(386g) Functionalized and Reactive Membranes for Water Applications

The integration of multifunctional materials in membrane pores for environmental and separation applications requires a high level of control of both the characteristics of the base polymeric support layer, as well as, its corresponding pore configurations. Membrane processes provide a highly flexible separation technique for water treatment, toxic materials degradation, and materials recovery. Microfiltration membranes are primarily used for the removal of bacteria and particles, but by appropriate pore functionalization with polymeric charge groups or integration of nanoparticles of these MF membranes (termed Functionalized Membranes) one can use these as high capacity metal capture membranes to catalysis and pH/temperature flux modulations with separation selectivity. The dependence of conformation properties of polyelectrolytes provides tunable separation and membrane flux control by pH and temperature-based stimuli responsive properties. Many current treatments for the reclamation of contaminated water sources are chemical-intensive, energy-intensive, and/or require post-treatment due to unwanted by-product formation.
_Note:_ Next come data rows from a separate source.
//! Integration tests for the map search endpoint

mod test_utils;

#[cfg(test)]
mod tests {
    use axum::http::StatusCode;
    use serde_json::Value;
    use serial_test::serial;

    use crate::test_utils::{CLT, send, send_json, test_app};

    fn ids(body: &Value) -> Vec<String> {
        body.as_array()
            .unwrap()
            .iter()
            .map(|pin| pin["id"].as_str().unwrap().to_string())
            .collect()
    }

    const CAROLINAS: &str = "minLng=-82&minLat=34&maxLng=-78&maxLat=36.5";

    #[tokio::test]
    #[serial]
    async fn it_searches_the_viewport_for_today() {
        let (app, _db) = test_app().await;
        let (status, body) =
            send_json(&app, "GET", &format!("/api/map/search?{}", CAROLINAS), None, None).await;

        assert_eq!(status, StatusCode::OK);
        let found = ids(&body);
        assert!(found.contains(&"jazz-now".to_string()));
        assert!(found.contains(&"raleigh-now".to_string()));
        // Cancelled, past, and future events are excluded
        assert!(!found.contains(&"cancelled-now".to_string()));
        assert!(!found.contains(&"old-show".to_string()));
        assert!(!found.contains(&"market-later".to_string()));

        let jazz = body
            .as_array()
            .unwrap()
            .iter()
            .find(|pin| pin["id"] == "jazz-now")
            .unwrap();
        assert_eq!(jazz["vendorSlug"], "blue-note");
        assert_eq!(jazz["vendorName"], "Blue Note");
        assert_eq!(jazz["address"], "1 Main St, Charlotte");
    }

    #[tokio::test]
    #[serial]
    async fn it_widens_the_window_with_when() {
        let (app, _db) = test_app().await;
        let (_, body) = send_json(
            &app,
            "GET",
            &format!("/api/map/search?{}&when=anytime", CAROLINAS),
            None,
            None,
        )
        .await;
        let found = ids(&body);
        assert!(found.contains(&"market-later".to_string()));
        assert!(!found.contains(&"old-show".to_string()));
    }

    #[tokio::test]
    #[serial]
    async fn it_narrows_to_a_radius() {
        let (app, _db) = test_app().await;
        let uri = format!(
            "/api/map/search?{}&lat={}&lng={}&radius=20",
            CAROLINAS, CLT.0, CLT.1
        );
        let (status, body) = send_json(&app, "GET", &uri, None, None).await;
        assert_eq!(status, StatusCode::OK);
        assert_eq!(ids(&body), vec!["jazz-now"]);

        // Circle only
        let uri = format!("/api/map/search?lat={}&lng={}&radius=5", CLT.0, CLT.1);
        let (status, body) = send_json(&app, "GET", &uri, None, None).await;
        assert_eq!(status, StatusCode::OK);
        assert_eq!(ids(&body), vec!["jazz-now"]);
    }

    #[tokio::test]
    #[serial]
    async fn it_rejects_invalid_bounds() {
        let (app, _db) = test_app().await;

        for query in [
            "minLng=NaN&minLat=34&maxLng=-78&maxLat=36",
            "minLng=abc&minLat=34&maxLng=-78&maxLat=36",
            "minLng=&minLat=34&maxLng=-78&maxLat=36",
            "lat=north&lng=-80.8&radius=5",
            "lat=35.2&lng=-80.8&radius=far",
            "minLng=-82&minLat=-95&maxLng=-78&maxLat=36",
            "minLng=-82&minLat=34",
            "",
        ] {
            let (status, body) =
                send_json(&app, "GET", &format!("/api/map/search?{}", query), None, None).await;
            assert_eq!(status, StatusCode::BAD_REQUEST, "query {:?}", query);
            assert_eq!(body["error"], "Invalid bbox");
        }
    }

    #[tokio::test]
    #[serial]
    async fn it_rejects_unknown_filters_and_timezones() {
        let (app, _db) = test_app().await;

        let (status, body) = send_json(
            &app,
            "GET",
            &format!("/api/map/search?{}&when=someday", CAROLINAS),
            None,
            None,
        )
        .await;
        assert_eq!(status, StatusCode::BAD_REQUEST);
        assert!(body["error"].as_str().unwrap().contains("someday"));

        let (status, body) = send_json(
            &app,
            "GET",
            &format!("/api/map/search?{}&tz=Mars/Olympus", CAROLINAS),
            None,
            None,
        )
        .await;
        assert_eq!(status, StatusCode::BAD_REQUEST);
        assert_eq!(body["error"], "Unknown timezone Mars/Olympus");

        let (status, _) = send(
            &app,
            "GET",
            &format!("/api/map/search?{}&tz=America/New_York", CAROLINAS),
            None,
            None,
        )
        .await;
        assert_eq!(status, StatusCode::OK);
    }

    #[tokio::test]
    #[serial]
    async fn it_normalizes_inverted_bounds() {
        let (app, _db) = test_app().await;
        let (status, body) = send_json(
            &app,
            "GET",
            "/api/map/search?minLng=-78&minLat=36.5&maxLng=-82&maxLat=34",
            None,
            None,
        )
        .await;
        assert_eq!(status, StatusCode::OK);
        assert!(ids(&body).contains(&"jazz-now".to_string()));
    }
}
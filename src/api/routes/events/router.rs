//! Router for the events API

use std::sync::{Arc, RwLock};

use axum::{
    Json, Router,
    extract::{Path, State},
    response::{IntoResponse, Response},
    routing::{get, post},
};
use axum_extra::extract::Query;
use chrono::Utc;
use http::header;

use super::db as events_db;
use super::public::{EventDetail, IcsQuery, StarResponse};
use crate::api::auth::{CurrentUser, MaybeUser};
use crate::api::public::ApiError;
use crate::api::state::AppState;
use crate::calendar::{ics_filename, render_ics};
use crate::favorites::{FavoriteKind, db as favorites_db};

type SharedState = Arc<RwLock<AppState>>;

const NOT_FOUND: &str = "Event not found";

// Event detail endpoint
async fn event_detail(
    State(state): State<SharedState>,
    MaybeUser(user): MaybeUser,
    Path(id): Path<String>,
) -> Result<Json<EventDetail>, ApiError> {
    let db = state.read().expect("Unable to read share state").db.clone();
    let mut event = events_db::get_event(&db, &id)
        .await?
        .ok_or_else(|| ApiError::not_found(NOT_FOUND))?;
    if let Some(user) = user {
        event.is_starred = favorites_db::is_member(&db, FavoriteKind::Event, &user, &id).await?;
    }
    Ok(Json(event))
}

// Calendar file endpoint
async fn event_ics(
    State(state): State<SharedState>,
    Path(id): Path<String>,
    Query(params): Query<IcsQuery>,
) -> Result<Response, ApiError> {
    let (db, origin, default_reminder_days) = {
        let shared_state = state.read().expect("Unable to read share state");
        (
            shared_state.db.clone(),
            shared_state.config.public_url.clone(),
            shared_state.config.default_reminder_days,
        )
    };

    let Some(event) = events_db::get_calendar_event(&db, &id).await? else {
        tracing::warn!("ICS requested for unknown event {}", id);
        return Err(ApiError::not_found(NOT_FOUND));
    };

    let reminder_days = params.reminder_days.unwrap_or(default_reminder_days);
    let body = render_ics(&event, &origin, reminder_days, Utc::now());
    let disposition = format!("inline; filename=\"{}\"", ics_filename(&event.title));

    Ok((
        [
            (header::CONTENT_TYPE, "text/calendar; charset=utf-8".to_string()),
            (header::CONTENT_DISPOSITION, disposition),
        ],
        body,
    )
        .into_response())
}

async fn write_star(
    state: SharedState,
    user: &str,
    id: &str,
    desired: Option<bool>,
) -> Result<Json<StarResponse>, ApiError> {
    let db = state.read().expect("Unable to read share state").db.clone();
    let starred = match desired {
        Some(on) => favorites_db::set_membership(&db, FavoriteKind::Event, user, id, on).await?,
        None => favorites_db::toggle_membership(&db, FavoriteKind::Event, user, id).await?,
    }
    .ok_or_else(|| ApiError::not_found(NOT_FOUND))?;
    Ok(Json(StarResponse { starred }))
}

// Star toggle endpoint
async fn toggle_star(
    State(state): State<SharedState>,
    CurrentUser(user): CurrentUser,
    Path(id): Path<String>,
) -> Result<Json<StarResponse>, ApiError> {
    write_star(state, &user, &id, None).await
}

async fn star(
    State(state): State<SharedState>,
    CurrentUser(user): CurrentUser,
    Path(id): Path<String>,
) -> Result<Json<StarResponse>, ApiError> {
    write_star(state, &user, &id, Some(true)).await
}

async fn unstar(
    State(state): State<SharedState>,
    CurrentUser(user): CurrentUser,
    Path(id): Path<String>,
) -> Result<Json<StarResponse>, ApiError> {
    write_star(state, &user, &id, Some(false)).await
}

/// Create the events router
pub fn router() -> Router<SharedState> {
    Router::new()
        .route("/{id}", get(event_detail))
        .route("/{id}/ics", get(event_ics))
        .route("/{id}/star", post(toggle_star).put(star).delete(unstar))
}
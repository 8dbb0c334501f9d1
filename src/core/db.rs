use anyhow::Result;
use chrono::{DateTime, SecondsFormat, Utc};
use rusqlite::Connection as SyncConnection;
use tokio_rusqlite::Connection;

pub async fn async_db(db_path: &str) -> Result<Connection, tokio_rusqlite::Error> {
    let db = Connection::open(format!("{}/nearby.sqlite", db_path)).await?;
    db.call(|conn| {
        conn.pragma_update(None, "foreign_keys", "ON")?;
        Ok(())
    })
    .await?;
    Ok(db)
}

const SCHEMA: &str = r"
CREATE TABLE IF NOT EXISTS vendor (
    id TEXT PRIMARY KEY,
    slug TEXT NOT NULL UNIQUE,
    name TEXT NOT NULL,
    description TEXT,
    category TEXT,
    photo_url TEXT,
    latitude REAL,
    longitude REAL
);

CREATE TABLE IF NOT EXISTS series (
    id TEXT PRIMARY KEY,
    title TEXT NOT NULL
);

CREATE TABLE IF NOT EXISTS event (
    id TEXT PRIMARY KEY,
    title TEXT NOT NULL,
    description TEXT,
    starts_at TEXT NOT NULL,
    ends_at TEXT,
    address TEXT,
    image_url TEXT,
    is_market INTEGER NOT NULL DEFAULT 0,
    status TEXT NOT NULL DEFAULT 'confirmed',
    vendor_id TEXT REFERENCES vendor(id) ON DELETE SET NULL,
    series_id TEXT REFERENCES series(id) ON DELETE SET NULL,
    latitude REAL NOT NULL,
    longitude REAL NOT NULL
);

CREATE INDEX IF NOT EXISTS event_location_idx ON event (longitude, latitude);
CREATE INDEX IF NOT EXISTS event_starts_at_idx ON event (starts_at);

CREATE TABLE IF NOT EXISTS category (
    id INTEGER PRIMARY KEY AUTOINCREMENT,
    name TEXT NOT NULL,
    slug TEXT NOT NULL UNIQUE
);

CREATE TABLE IF NOT EXISTS event_category (
    event_id TEXT NOT NULL REFERENCES event(id) ON DELETE CASCADE,
    category_id INTEGER NOT NULL REFERENCES category(id) ON DELETE CASCADE,
    PRIMARY KEY (event_id, category_id)
);

CREATE TABLE IF NOT EXISTS event_star (
    user_id TEXT NOT NULL,
    event_id TEXT NOT NULL REFERENCES event(id) ON DELETE CASCADE,
    created_at TEXT NOT NULL DEFAULT CURRENT_TIMESTAMP,
    PRIMARY KEY (user_id, event_id)
);

CREATE TABLE IF NOT EXISTS vendor_favorite (
    user_id TEXT NOT NULL,
    vendor_id TEXT NOT NULL REFERENCES vendor(id) ON DELETE CASCADE,
    created_at TEXT NOT NULL DEFAULT CURRENT_TIMESTAMP,
    PRIMARY KEY (user_id, vendor_id)
);

CREATE TABLE IF NOT EXISTS series_follow (
    user_id TEXT NOT NULL,
    series_id TEXT NOT NULL REFERENCES series(id) ON DELETE CASCADE,
    created_at TEXT NOT NULL DEFAULT CURRENT_TIMESTAMP,
    PRIMARY KEY (user_id, series_id)
);

CREATE TABLE IF NOT EXISTS app_admin (
    user_id TEXT PRIMARY KEY
);
";

pub fn initialize_db(conn: &SyncConnection) -> Result<(), rusqlite::Error> {
    conn.execute_batch(&format!("BEGIN;\n{}\nCOMMIT;", SCHEMA))
}

/// Bring an existing database up to the current schema. Tables and
/// indices are created if missing; columns added after the first release
/// are added in place.
pub fn migrate_db(conn: &SyncConnection) -> Result<(), rusqlite::Error> {
    initialize_db(conn)?;

    let mut stmt = conn.prepare("SELECT name FROM pragma_table_info('event')")?;
    let columns = stmt
        .query_map([], |row| row.get::<_, String>(0))?
        .filter_map(Result::ok)
        .collect::<Vec<_>>();

    for (column, ddl) in [
        ("image_url", "ALTER TABLE event ADD COLUMN image_url TEXT"),
        (
            "status",
            "ALTER TABLE event ADD COLUMN status TEXT NOT NULL DEFAULT 'confirmed'",
        ),
        (
            "series_id",
            "ALTER TABLE event ADD COLUMN series_id TEXT REFERENCES series(id)",
        ),
    ] {
        if !columns.iter().any(|c| c == column) {
            tracing::info!("Adding column event.{}", column);
            conn.execute(ddl, [])?;
        }
    }
    Ok(())
}

/// Timestamps are stored as UTC RFC 3339 with millisecond precision so
/// string comparison in SQL matches chronological order.
pub fn to_db_timestamp<Tz: chrono::TimeZone>(dt: &DateTime<Tz>) -> String {
    dt.with_timezone(&Utc)
        .to_rfc3339_opts(SecondsFormat::Millis, true)
}

pub fn from_db_timestamp(value: &str) -> Result<DateTime<Utc>, chrono::ParseError> {
    DateTime::parse_from_rfc3339(value).map(|dt| dt.with_timezone(&Utc))
}

pub fn timestamp_column(row: &rusqlite::Row<'_>, idx: usize) -> rusqlite::Result<DateTime<Utc>> {
    let value: String = row.get(idx)?;
    from_db_timestamp(&value).map_err(|e| {
        rusqlite::Error::FromSqlConversionFailure(idx, rusqlite::types::Type::Text, Box::new(e))
    })
}

pub fn optional_timestamp_column(
    row: &rusqlite::Row<'_>,
    idx: usize,
) -> rusqlite::Result<Option<DateTime<Utc>>> {
    let value: Option<String> = row.get(idx)?;
    value
        .map(|v| {
            from_db_timestamp(&v).map_err(|e| {
                rusqlite::Error::FromSqlConversionFailure(
                    idx,
                    rusqlite::types::Type::Text,
                    Box::new(e),
                )
            })
        })
        .transpose()
}

#[cfg(test)]
mod tests {
    use super::*;

    #[test]
    fn it_initializes_and_migrates_idempotently() {
        let conn = SyncConnection::open_in_memory().unwrap();
        initialize_db(&conn).unwrap();
        migrate_db(&conn).unwrap();
        migrate_db(&conn).unwrap();
        let count: i64 = conn
            .query_row(
                "SELECT COUNT(*) FROM sqlite_master WHERE type = 'table' AND name = 'event'",
                [],
                |row| row.get(0),
            )
            .unwrap();
        assert_eq!(count, 1);
    }

    #[test]
    fn it_round_trips_timestamps_in_sortable_form() {
        let dt = DateTime::parse_from_rfc3339("2024-06-15T10:00:00-04:00").unwrap();
        let stored = to_db_timestamp(&dt);
        assert_eq!(stored, "2024-06-15T14:00:00.000Z");
        assert_eq!(from_db_timestamp(&stored).unwrap(), dt);
        assert!(to_db_timestamp(&dt) < "2024-06-15T14:00:00.001Z".to_string());
    }
}
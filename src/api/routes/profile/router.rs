//! Router for the profile API

use std::sync::{Arc, RwLock};

use axum::{Json, Router, extract::State, routing::get};
use chrono::Utc;

use super::db as profile_db;
use super::public::Profile;
use crate::api::auth::CurrentUser;
use crate::api::public::ApiError;
use crate::api::state::AppState;

type SharedState = Arc<RwLock<AppState>>;

async fn profile(
    State(state): State<SharedState>,
    CurrentUser(user): CurrentUser,
) -> Result<Json<Profile>, ApiError> {
    let db = state.read().expect("Unable to read share state").db.clone();
    let profile = profile_db::get_profile(&db, &user, Utc::now()).await?;
    Ok(Json(profile))
}

/// Create the profile router
pub fn router() -> Router<SharedState> {
    Router::new().route("/", get(profile))
}
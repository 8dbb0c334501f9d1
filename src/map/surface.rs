//! Seam between the controller and whatever draws the map.

use crate::api::public::map::EventPin;
use crate::geo::{Bounds, GeoError, Point};
use crate::time_window::TimeCategory;

#[derive(Debug, thiserror::Error)]
pub enum MapError {
    #[error("map container unavailable: {0}")]
    ContainerUnavailable(String),
}

/// Edges exactly as the renderer reports them, possibly wrapped or NaN.
#[derive(Debug, Clone, Copy, PartialEq)]
pub struct RawBounds {
    pub west: f64,
    pub south: f64,
    pub east: f64,
    pub north: f64,
}

impl RawBounds {
    pub fn normalize(self) -> Result<Bounds, GeoError> {
        Bounds::new(self.west, self.south, self.east, self.north)
    }
}

#[derive(Debug, Clone, PartialEq)]
pub struct MapOptions {
    pub center: Point,
    pub zoom: f64,
}

#[derive(Debug, Clone, PartialEq)]
pub struct MarkerStyle {
    pub color: &'static str,
    pub category: TimeCategory,
}

impl MarkerStyle {
    pub fn for_category(category: TimeCategory) -> Self {
        let color = match category {
            TimeCategory::Today => "#22c55e",
            TimeCategory::Weekend => "#f59e0b",
            TimeCategory::Future => "#9ca3af",
        };
        Self { color, category }
    }
}

/// A live map instance. Only the controller task touches it.
pub trait MapSurface: Send + 'static {
    type Marker: Send + 'static;

    /// Current viewport, `None` before the first layout.
    fn bounds(&self) -> Option<RawBounds>;

    fn add_marker(&mut self, pin: &EventPin, style: &MarkerStyle) -> Self::Marker;

    fn remove_marker(&mut self, marker: Self::Marker);

    /// Tear down the map instance.
    fn release(&mut self) {}
}

/// Where a map gets mounted, e.g. a DOM node or a window.
pub trait MapContainer {
    type Surface: MapSurface;

    fn mount(self, options: &MapOptions) -> Result<Self::Surface, MapError>;
}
We demonstrate that through the integration of nanostructured materials within pore-functionalized synthetic membrane platforms (such as, PVDF membrane pores functionalized with poly-acrylic acid, and/or PNIPAM), we are able to conduct environmentally important reactions for toxic organic degradation and selective toxic material sorption from water without the addition of expensive or harmful chemicals. In addition, we have fabricated GO-PAA composite membranes by layer-by-layer assembly with an aim to integrate advanced sulfate radical-based oxidation reactions for efficient removal of chlorinated organics from water. The presentation will include: (a) pH and temperature responsive properties of bench-scale to full-scale pore functionalized membranes, (b) temperature modulated sorption/desorption of toxic PFOA by PVDF membrane pores functionalized with PNIPAM, and (c) Fe/Pd nanoparticle creation in PDVF membrane pore domain, and in GO-PAA composites for water and catalysis related applications. This research has been supported by NIH-NIEHS-SRP, NSF EPSCoR, and Chevron Corporation.